> [What you should do]:
Exactly as they appear below, repeat the lines from the one with "filename raycow/src/scene/scene_object.rs" through the one with "fn texture(&self) -> Option<&Texture>;", and no others.

> [Listed entries]:

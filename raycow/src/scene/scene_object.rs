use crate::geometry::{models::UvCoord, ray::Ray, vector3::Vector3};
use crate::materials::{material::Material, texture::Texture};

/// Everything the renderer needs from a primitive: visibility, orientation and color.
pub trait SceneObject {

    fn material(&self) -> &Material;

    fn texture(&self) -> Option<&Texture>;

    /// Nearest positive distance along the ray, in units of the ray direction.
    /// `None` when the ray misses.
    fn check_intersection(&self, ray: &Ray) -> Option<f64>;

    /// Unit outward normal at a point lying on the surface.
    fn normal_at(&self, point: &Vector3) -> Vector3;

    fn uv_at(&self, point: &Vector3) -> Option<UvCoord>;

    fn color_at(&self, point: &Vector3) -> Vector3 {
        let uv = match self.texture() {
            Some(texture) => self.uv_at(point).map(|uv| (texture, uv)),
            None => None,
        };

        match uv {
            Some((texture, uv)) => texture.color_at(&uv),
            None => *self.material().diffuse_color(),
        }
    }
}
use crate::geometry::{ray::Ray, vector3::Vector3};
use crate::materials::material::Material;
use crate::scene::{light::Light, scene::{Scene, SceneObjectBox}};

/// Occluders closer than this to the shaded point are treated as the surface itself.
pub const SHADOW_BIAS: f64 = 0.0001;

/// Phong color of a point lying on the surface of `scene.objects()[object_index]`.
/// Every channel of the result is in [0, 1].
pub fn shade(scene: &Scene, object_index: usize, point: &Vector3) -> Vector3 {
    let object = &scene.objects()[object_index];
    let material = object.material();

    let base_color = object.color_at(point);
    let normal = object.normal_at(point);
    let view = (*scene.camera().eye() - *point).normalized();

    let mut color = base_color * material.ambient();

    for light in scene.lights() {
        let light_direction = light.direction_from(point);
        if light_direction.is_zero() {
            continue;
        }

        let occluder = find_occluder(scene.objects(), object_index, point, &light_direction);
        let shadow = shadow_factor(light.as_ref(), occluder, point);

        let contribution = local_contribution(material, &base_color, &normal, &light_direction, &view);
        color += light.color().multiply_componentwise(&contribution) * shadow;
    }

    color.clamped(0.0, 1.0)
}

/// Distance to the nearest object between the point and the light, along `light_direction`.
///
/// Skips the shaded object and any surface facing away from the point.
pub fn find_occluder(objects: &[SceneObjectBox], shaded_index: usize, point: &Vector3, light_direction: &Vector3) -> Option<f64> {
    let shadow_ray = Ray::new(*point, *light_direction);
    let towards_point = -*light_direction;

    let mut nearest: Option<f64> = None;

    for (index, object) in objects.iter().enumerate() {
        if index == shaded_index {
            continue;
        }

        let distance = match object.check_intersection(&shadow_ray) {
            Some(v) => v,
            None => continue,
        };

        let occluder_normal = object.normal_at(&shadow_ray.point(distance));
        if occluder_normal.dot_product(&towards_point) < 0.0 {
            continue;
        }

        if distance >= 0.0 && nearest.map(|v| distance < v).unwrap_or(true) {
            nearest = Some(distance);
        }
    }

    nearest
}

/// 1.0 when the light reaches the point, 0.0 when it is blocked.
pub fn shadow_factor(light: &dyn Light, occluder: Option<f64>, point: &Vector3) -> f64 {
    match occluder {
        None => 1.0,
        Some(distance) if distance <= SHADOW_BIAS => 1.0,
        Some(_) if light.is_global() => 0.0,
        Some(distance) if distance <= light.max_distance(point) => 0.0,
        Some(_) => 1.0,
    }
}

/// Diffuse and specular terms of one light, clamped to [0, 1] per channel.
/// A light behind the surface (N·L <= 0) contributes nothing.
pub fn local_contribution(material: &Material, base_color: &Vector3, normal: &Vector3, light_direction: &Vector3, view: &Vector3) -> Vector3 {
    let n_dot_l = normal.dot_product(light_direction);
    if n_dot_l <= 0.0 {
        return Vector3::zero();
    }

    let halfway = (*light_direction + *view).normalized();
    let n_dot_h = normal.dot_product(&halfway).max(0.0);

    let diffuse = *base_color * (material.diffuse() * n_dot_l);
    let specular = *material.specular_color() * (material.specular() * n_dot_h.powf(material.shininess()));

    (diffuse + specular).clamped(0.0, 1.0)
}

* * *

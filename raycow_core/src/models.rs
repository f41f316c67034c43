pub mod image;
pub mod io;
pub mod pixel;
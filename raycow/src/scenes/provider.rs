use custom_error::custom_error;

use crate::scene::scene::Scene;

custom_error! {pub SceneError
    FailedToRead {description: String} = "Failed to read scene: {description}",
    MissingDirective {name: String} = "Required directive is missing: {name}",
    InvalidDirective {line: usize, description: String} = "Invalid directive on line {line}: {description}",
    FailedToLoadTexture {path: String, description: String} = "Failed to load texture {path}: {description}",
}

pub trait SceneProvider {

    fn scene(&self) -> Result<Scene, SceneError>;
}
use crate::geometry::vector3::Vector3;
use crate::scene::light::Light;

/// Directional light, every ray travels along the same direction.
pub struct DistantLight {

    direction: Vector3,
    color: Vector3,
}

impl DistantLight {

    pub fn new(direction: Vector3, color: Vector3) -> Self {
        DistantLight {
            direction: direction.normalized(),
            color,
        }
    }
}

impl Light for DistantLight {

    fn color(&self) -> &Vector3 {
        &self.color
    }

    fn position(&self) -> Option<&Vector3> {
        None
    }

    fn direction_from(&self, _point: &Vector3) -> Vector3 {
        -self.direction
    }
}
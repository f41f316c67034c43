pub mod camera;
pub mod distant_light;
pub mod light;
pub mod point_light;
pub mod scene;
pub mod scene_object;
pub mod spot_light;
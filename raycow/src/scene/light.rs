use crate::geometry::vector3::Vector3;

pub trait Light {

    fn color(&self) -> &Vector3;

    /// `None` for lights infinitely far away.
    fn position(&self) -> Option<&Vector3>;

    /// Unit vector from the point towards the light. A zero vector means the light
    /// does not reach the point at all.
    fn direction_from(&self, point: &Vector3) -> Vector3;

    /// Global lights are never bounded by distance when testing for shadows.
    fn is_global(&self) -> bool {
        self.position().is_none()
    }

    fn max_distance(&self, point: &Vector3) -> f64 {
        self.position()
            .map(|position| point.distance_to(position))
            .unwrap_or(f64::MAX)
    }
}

> [Reply to the task]:
filename raycow/src/scene/scene_object.rs
use crate::geometry::{models::UvCoord, ray::Ray, vector3::Vector3};
use crate::materials::{material::Material, texture::Texture};

/// Everything the renderer needs from a primitive: visibility, orientation and color.
pub trait SceneObject {

    fn material(&self) -> &Material;

    fn texture(&self) -> Option<&Texture>;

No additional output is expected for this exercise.